What this task involves
What you produce should be every line from the data that includes "TranslationCache".

Data extract
// Copyright (c) 2025 Fabstir
// SPDX-License-Identifier: BUSL-1.1
pub mod api;
pub mod cache;
pub mod config;
pub mod modes;
pub mod orchestrator;
pub mod services;
pub mod vision;

pub use cache::{CacheStats, ResultCache};
pub use config::DaraConfig;
pub use modes::{DetectionResult, Language, Mode, ModeDescriptor};
pub use orchestrator::{DetectionError, DetectionRequest, Detector, ImageInput};
// Copyright (c) 2025 Fabstir
// SPDX-License-Identifier: BUSL-1.1
//! Machine translation of composed result text
//!
//! Translation is best-effort: every failure degrades to the untranslated
//! text at the `TranslationCache` boundary.

pub mod cache;
pub mod libretranslate;

pub use cache::{Translated, TranslationCache};
pub use libretranslate::LibreTranslateClient;

use async_trait::async_trait;
use thiserror::Error;

use crate::modes::Language;

#[derive(Debug, Error)]
pub enum TranslationError {
    #[error("Translation API error: {status} - {message}")]
    ApiError { status: u16, message: String },

    #[error("Translation timeout after {timeout_ms}ms")]
    Timeout { timeout_ms: u64 },

    #[error("Translation from {source_lang} to {target} is not supported")]
    UnsupportedLanguage { source_lang: String, target: String },

    #[error("Translation service returned an empty response")]
    EmptyResponse,

    #[error("No translation service configured")]
    NotConfigured,
}

/// A translation service
#[cfg_attr(test, mockall::automock)]
#[async_trait]
pub trait Translator: Send + Sync {
    async fn translate(
        &self,
        text: &str,
        source: Language,
        target: Language,
    ) -> Result<String, TranslationError>;

    /// Service name for logging
    fn name(&self) -> &'static str;
}
// Copyright (c) 2025 Fabstir
// SPDX-License-Identifier: BUSL-1.1
pub mod detect;
pub mod errors;
pub mod http_server;

pub use detect::{detect_all_handler, detect_handler, DetectAllRequest, DetectRequest};
pub use errors::{ApiError, ErrorResponse};
pub use http_server::{create_router, serve, AppState};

Exercise result
//! text at the `TranslationCache` boundary.
pub use cache::{Translated, TranslationCache};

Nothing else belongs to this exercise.